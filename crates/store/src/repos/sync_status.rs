//! Sync status repository.

use crate::error::StoreResult;
use crate::models::{PushCandidate, SyncStatusRow, SyncStatusUpdate};
use async_trait::async_trait;
use versync_core::SyncStatus;

/// Repository for the engine-owned `sourcify_sync` table.
#[async_trait]
pub trait SyncStatusRepo: Send + Sync {
    /// Get the status row of a (chain, address).
    async fn get_sync_status(
        &self,
        chain_id: i64,
        address: &[u8],
    ) -> StoreResult<Option<SyncStatusRow>>;

    /// Insert or update the status of a (chain, address).
    ///
    /// Rows already `verified` or `already_verified` are left untouched and
    /// `false` is returned.
    async fn record_sync_status(&self, update: &SyncStatusUpdate) -> StoreResult<bool>;

    /// Update a status row by id, with the same settled-row guard as
    /// [`SyncStatusRepo::record_sync_status`].
    async fn update_sync_status(
        &self,
        id: i64,
        status: SyncStatus,
        error_message: Option<&str>,
    ) -> StoreResult<bool>;

    /// List rows in `status` with `id > after_id`, ascending.
    async fn list_sync_status(
        &self,
        status: SyncStatus,
        after_id: i64,
        limit: u32,
    ) -> StoreResult<Vec<SyncStatusRow>>;

    /// Get up to `limit` verified contracts with `id >= cursor` that still
    /// need pushing: no status row yet, or status `pending`/`submitted`.
    async fn fetch_push_batch(
        &self,
        cursor: i64,
        limit: u32,
        created_by: &[String],
    ) -> StoreResult<Vec<PushCandidate>>;
}
//! Contract store error types.

use thiserror::Error;

/// Contract store operation errors.
#[derive(Debug, Error)]
pub enum StoreError {
    #[error("not found: {0}")]
    NotFound(String),

    #[error("database error: {0}")]
    Database(#[from] sqlx::Error),

    #[error("configuration error: {0}")]
    Config(String),

    #[error("invalid row: {0}")]
    InvalidRow(String),

    #[error("io error: {0}")]
    Io(#[from] std::io::Error),

    #[error(transparent)]
    Domain(#[from] versync_core::Error),
}

impl StoreError {
    /// True for connection-level failures (as opposed to query or data errors).
    pub fn is_connection(&self) -> bool {
        matches!(
            self,
            StoreError::Database(
                sqlx::Error::Io(_)
                    | sqlx::Error::Tls(_)
                    | sqlx::Error::PoolTimedOut
                    | sqlx::Error::PoolClosed
                    | sqlx::Error::WorkerCrashed
            ) | StoreError::Io(_)
        )
    }
}

/// Result type for contract store operations.
pub type StoreResult<T> = std::result::Result<T, StoreError>;

#[cfg(test)]
mod tests {
    use super::*;

    #[test]
    fn test_connection_errors_are_classified() {
        assert!(StoreError::Database(sqlx::Error::PoolTimedOut).is_connection());
        assert!(!StoreError::Database(sqlx::Error::RowNotFound).is_connection());
        assert!(!StoreError::Config("sqlite".to_string()).is_connection());
    }
}
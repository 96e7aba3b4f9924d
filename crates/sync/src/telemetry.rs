//! Tracing subscriber setup.

use tracing_subscriber::prelude::*;
use tracing_subscriber::{EnvFilter, fmt};
use versync_core::config::{LogConfig, LogFormat};

/// Install the global subscriber.
///
/// `RUST_LOG` wins over the configured level.
pub fn init(config: &LogConfig) {
    let filter = EnvFilter::try_from_default_env()
        .or_else(|_| EnvFilter::try_new(&config.level))
        .unwrap_or_else(|_| EnvFilter::new("info"));

    let registry = tracing_subscriber::registry().with(filter);
    let result = match config.format {
        LogFormat::Pretty => registry.with(fmt::layer()).try_init(),
        LogFormat::Json => registry
            .with(fmt::layer().json().flatten_event(true).with_current_span(false))
            .try_init(),
    };
    if let Err(e) = result {
        eprintln!("tracing subscriber already installed: {e}");
    }
}
use std::collections::BTreeMap;

use bevy_math::Vec3;
use chrono::{Days, NaiveDate};
use error_stack::{Report, ResultExt};
use serde::{Deserialize, Serialize};

use crate::claims::{ClaimBook, ClaimRecord, OwnerPalette};
use crate::error::BetCubeError;
use crate::grid::{CellId, CellLayout, GridDims, GridIndexer};

/// sRGB colour with alpha.
#[derive(Clone, Copy, Debug, PartialEq, Serialize, Deserialize)]
pub struct Color {
    pub r: f32,
    pub g: f32,
    pub b: f32,
    pub a: f32,
}

impl Color {
    pub const fn rgb(r: f32, g: f32, b: f32) -> Self {
        Self { r, g, b, a: 1.0 }
    }
    pub const fn with_a(self, a: f32) -> Self {
        Self { a, ..self }
    }

    /// `0xRRGGBB`, fully opaque.
    pub const fn hex(rgb: u32) -> Self {
        Self::rgb(
            ((rgb >> 16) & 0xff) as f32 / 255.0,
            ((rgb >> 8) & 0xff) as f32 / 255.0,
            (rgb & 0xff) as f32 / 255.0,
        )
    }
}

impl From<Color> for bevy::prelude::Color {
    #[inline]
    fn from(c: Color) -> Self {
        bevy::prelude::Color::srgba(c.r, c.g, c.b, c.a)
    }
}

#[derive(Clone, Copy, Debug, PartialEq, Serialize, Deserialize)]
#[serde(default)]
pub struct CameraConfig {
    pub eye: Vec3,
    pub target: Vec3,
    /// Vertical field of view in degrees
    pub fov_degrees: f32,
    pub near: f32,
    pub far: f32,
    /// Fraction of orbit velocity removed each frame (0 = no damping)
    pub damping: f32,
}

impl Default for CameraConfig {
    fn default() -> Self {
        Self {
            eye: Vec3::new(30.0, 30.0, 60.0),
            target: Vec3::ZERO,
            fov_degrees: 75.0,
            near: 0.1,
            far: 1000.0,
            damping: 0.05,
        }
    }
}

/// Everything that shapes one betting pool: grid dimensions, display
/// constants, palette and the claims dataset.
#[derive(Clone, Debug, PartialEq, Serialize, Deserialize)]
#[serde(default)]
pub struct PoolConfig {
    pub dims: GridDims,
    pub base_date: NaiveDate,
    pub base_weight: f64,
    pub weight_step: f64,
    /// Distance between adjacent cell centres
    pub spacing: f32,
    /// Edge length of each cube
    pub cell_size: f32,
    pub cell_opacity: f32,
    pub background: Color,
    pub palette: OwnerPalette,
    /// Sparse: ids with no entry are unclaimed
    pub claims: BTreeMap<u32, ClaimRecord>,
    pub camera: CameraConfig,
}

impl Default for PoolConfig {
    fn default() -> Self {
        Self {
            dims: GridDims::default(),
            base_date: NaiveDate::from_ymd_opt(2025, 12, 1).unwrap_or_default(),
            base_weight: 5.0,
            weight_step: 0.1,
            spacing: 1.2,
            cell_size: 0.5,
            cell_opacity: 0.7,
            background: Color::hex(0xf5f5fa),
            palette: OwnerPalette::default(),
            claims: BTreeMap::new(),
            camera: CameraConfig::default(),
        }
    }
}

impl PoolConfig {
    /// Parse a (possibly partial) JSON config; missing fields keep their defaults.
    pub fn from_json(json: &str) -> crate::Result<Self> {
        let config: PoolConfig =
            serde_json::from_str(json).change_context(BetCubeError::ConfigParse)?;
        config.validate()?;
        tracing::debug!(
            cells = config.dims.total(),
            claims = config.claims.len(),
            "parsed pool config"
        );
        Ok(config)
    }

    pub fn to_json(&self) -> crate::Result<String> {
        serde_json::to_string(self).change_context(BetCubeError::ConfigParse)
    }

    pub fn validate(&self) -> crate::Result<()> {
        let invalid = |msg: String| Report::new(BetCubeError::InvalidConfig(msg));

        let GridDims {
            days,
            weight_steps,
            hours,
        } = self.dims;
        if days == 0 || weight_steps == 0 || hours == 0 {
            return Err(invalid(format!(
                "grid dimensions must be non-zero, got {days}x{weight_steps}x{hours}"
            )));
        }
        let total = self
            .dims
            .checked_total()
            .ok_or_else(|| invalid(format!("grid {days}x{weight_steps}x{hours} is too large")))?;

        if self
            .base_date
            .checked_add_days(Days::new(u64::from(days - 1)))
            .is_none()
        {
            return Err(invalid(format!(
                "{days} days from {} run past the last representable date",
                self.base_date
            )));
        }

        let last_weight = self.base_weight + f64::from(weight_steps - 1) * self.weight_step;
        if !self.weight_step.is_finite() || self.weight_step <= 0.0 || !last_weight.is_finite() {
            return Err(invalid(format!(
                "weight must stay finite and step forward, got base {} step {}",
                self.base_weight, self.weight_step
            )));
        }
        let positive = |v: f32| v.is_finite() && v > 0.0;
        if !positive(self.spacing) || !positive(self.cell_size) {
            return Err(invalid(format!(
                "spacing and cell size must be positive, got {} and {}",
                self.spacing, self.cell_size
            )));
        }
        if let Some((&id, _)) = self.claims.range(total..).next() {
            return Err(invalid(format!(
                "claim for cell {id} is outside the grid of {total} cells"
            )));
        }
        Ok(())
    }

    pub fn indexer(&self) -> GridIndexer {
        GridIndexer::new(self.dims, self.base_date, self.base_weight, self.weight_step)
    }

    pub fn layout(&self) -> CellLayout {
        CellLayout::build(&self.indexer(), self.spacing)
    }

    pub fn claim_book(&self) -> ClaimBook {
        ClaimBook::from(&self.claims)
    }

    /// The placeholder claims the pool ships with.
    pub fn sample_claims() -> BTreeMap<u32, ClaimRecord> {
        [
            (0, "Alice"),
            (1234, "Bob"),
            (10, "Ryan"),
            (500, "Mom"),
            (999, "Allison"),
            (2021, "Ryan"),
            (3500, "Mom"),
            (4000, "Allison"),
        ]
        .into_iter()
        .map(|(id, owner)| (id, ClaimRecord::claimed_by(owner)))
        .collect()
    }

    pub fn claim(&self, id: CellId) -> Option<&ClaimRecord> {
        self.claims.get(&id.0)
    }
}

----

◆ WHAT THIS TASK INVOLVES
The answer must be every line from the entries above that holds the string "already".

◆ RESULT FOR THIS TASK
    /// Rows already `verified` or `already_verified` are left untouched and
        eprintln!("tracing subscriber already installed: {e}");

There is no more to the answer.